-- Action item --
What lines in the data hold the string "Copy"? Show them.

.....

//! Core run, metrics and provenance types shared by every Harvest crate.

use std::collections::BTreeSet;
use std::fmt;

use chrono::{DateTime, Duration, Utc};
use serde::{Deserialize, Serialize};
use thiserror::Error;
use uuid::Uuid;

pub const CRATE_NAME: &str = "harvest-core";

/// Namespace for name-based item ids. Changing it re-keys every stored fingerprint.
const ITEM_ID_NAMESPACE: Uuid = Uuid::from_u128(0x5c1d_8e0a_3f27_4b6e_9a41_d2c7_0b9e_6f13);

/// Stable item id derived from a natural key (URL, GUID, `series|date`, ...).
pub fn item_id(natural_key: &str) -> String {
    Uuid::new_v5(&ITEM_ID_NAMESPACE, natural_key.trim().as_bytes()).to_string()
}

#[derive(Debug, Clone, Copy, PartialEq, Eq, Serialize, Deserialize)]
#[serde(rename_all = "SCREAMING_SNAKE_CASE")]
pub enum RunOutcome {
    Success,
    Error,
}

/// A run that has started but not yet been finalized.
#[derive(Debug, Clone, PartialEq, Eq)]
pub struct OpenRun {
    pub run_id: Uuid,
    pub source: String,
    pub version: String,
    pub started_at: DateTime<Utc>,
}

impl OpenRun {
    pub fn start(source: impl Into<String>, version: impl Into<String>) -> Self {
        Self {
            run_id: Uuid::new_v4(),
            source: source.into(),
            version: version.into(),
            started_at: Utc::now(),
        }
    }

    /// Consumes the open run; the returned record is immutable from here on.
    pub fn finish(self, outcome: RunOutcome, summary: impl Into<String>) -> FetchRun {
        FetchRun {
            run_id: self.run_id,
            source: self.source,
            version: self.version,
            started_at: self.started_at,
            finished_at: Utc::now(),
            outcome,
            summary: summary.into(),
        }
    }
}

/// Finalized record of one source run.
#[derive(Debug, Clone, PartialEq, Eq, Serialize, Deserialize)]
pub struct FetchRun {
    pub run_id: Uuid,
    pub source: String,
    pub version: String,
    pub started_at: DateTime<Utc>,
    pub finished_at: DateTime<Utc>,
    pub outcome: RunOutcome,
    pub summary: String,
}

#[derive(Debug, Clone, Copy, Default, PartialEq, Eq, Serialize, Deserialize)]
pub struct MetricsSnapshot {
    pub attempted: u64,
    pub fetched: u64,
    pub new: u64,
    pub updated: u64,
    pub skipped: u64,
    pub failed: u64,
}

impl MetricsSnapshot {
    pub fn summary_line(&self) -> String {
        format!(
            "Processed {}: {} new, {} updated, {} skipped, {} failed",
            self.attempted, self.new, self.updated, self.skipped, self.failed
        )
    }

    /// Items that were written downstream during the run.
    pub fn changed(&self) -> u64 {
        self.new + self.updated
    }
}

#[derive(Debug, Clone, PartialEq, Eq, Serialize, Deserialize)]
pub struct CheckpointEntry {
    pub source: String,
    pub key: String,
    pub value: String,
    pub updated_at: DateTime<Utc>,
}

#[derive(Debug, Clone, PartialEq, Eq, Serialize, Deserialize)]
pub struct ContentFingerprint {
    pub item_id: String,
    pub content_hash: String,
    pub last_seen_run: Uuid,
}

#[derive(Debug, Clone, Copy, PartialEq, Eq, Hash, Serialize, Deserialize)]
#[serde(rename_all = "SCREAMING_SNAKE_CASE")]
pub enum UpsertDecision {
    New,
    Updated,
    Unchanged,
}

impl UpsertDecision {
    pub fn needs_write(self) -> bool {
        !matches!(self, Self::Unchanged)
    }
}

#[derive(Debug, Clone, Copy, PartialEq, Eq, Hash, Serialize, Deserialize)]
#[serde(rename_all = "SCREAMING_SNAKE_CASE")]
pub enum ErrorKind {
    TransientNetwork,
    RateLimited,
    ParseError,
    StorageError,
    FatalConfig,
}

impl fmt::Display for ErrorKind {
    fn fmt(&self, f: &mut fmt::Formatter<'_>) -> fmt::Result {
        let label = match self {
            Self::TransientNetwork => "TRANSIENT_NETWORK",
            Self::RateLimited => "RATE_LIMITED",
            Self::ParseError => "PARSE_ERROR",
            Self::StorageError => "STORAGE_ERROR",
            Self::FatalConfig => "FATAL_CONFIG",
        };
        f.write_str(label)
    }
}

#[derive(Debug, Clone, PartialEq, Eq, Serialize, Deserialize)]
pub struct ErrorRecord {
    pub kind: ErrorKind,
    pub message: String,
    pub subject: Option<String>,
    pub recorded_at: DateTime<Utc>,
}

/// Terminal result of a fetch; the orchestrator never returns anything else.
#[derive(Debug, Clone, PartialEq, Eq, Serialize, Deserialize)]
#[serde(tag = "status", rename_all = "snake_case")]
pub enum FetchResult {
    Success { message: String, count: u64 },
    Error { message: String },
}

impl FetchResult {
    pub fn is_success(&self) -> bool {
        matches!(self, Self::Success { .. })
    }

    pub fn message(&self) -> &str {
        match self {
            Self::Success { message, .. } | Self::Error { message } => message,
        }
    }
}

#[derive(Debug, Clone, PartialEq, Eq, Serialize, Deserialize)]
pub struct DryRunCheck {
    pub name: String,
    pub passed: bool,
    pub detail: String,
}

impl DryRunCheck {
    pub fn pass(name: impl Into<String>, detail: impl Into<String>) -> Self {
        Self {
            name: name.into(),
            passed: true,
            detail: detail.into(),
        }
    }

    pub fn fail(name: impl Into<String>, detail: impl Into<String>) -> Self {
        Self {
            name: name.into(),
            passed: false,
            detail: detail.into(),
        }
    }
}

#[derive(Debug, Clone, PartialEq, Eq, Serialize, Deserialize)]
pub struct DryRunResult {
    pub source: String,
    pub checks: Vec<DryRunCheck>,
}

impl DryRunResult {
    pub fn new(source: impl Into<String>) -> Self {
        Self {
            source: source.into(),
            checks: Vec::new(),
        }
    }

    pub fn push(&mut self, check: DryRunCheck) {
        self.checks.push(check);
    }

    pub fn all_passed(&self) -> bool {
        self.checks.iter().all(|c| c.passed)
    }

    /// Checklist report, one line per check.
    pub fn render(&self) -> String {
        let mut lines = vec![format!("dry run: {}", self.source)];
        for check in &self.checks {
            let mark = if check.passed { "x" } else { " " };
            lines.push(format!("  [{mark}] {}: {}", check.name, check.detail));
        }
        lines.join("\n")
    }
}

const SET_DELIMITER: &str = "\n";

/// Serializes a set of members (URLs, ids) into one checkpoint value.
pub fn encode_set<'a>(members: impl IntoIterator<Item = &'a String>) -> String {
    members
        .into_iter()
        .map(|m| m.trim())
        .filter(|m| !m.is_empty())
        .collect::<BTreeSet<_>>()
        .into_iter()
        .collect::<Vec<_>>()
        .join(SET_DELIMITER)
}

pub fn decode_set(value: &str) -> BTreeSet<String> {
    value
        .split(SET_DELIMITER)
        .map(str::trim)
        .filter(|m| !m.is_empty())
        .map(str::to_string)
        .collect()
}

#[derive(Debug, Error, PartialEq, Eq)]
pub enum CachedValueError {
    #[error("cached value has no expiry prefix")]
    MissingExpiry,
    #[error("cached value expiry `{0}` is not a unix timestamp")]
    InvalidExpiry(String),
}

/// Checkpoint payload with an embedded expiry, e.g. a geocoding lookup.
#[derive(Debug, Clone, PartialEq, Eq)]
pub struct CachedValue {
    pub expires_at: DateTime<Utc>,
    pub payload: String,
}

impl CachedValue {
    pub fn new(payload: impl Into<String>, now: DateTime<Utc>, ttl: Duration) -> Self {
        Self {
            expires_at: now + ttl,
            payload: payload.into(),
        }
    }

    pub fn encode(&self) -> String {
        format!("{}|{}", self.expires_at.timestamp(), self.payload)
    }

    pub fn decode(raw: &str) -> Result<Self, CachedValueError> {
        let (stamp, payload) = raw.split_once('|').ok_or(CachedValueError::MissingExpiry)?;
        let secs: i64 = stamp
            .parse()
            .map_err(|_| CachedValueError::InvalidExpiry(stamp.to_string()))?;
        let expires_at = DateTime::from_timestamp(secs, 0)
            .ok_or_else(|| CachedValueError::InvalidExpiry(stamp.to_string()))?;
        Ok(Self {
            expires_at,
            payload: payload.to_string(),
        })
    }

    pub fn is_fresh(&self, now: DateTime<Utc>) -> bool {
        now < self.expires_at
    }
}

.....

-- Solved exercise --
#[derive(Debug, Clone, Copy, PartialEq, Eq, Serialize, Deserialize)]
#[derive(Debug, Clone, Copy, Default, PartialEq, Eq, Serialize, Deserialize)]
#[derive(Debug, Clone, Copy, PartialEq, Eq, Hash, Serialize, Deserialize)]
#[derive(Debug, Clone, Copy, PartialEq, Eq, Hash, Serialize, Deserialize)]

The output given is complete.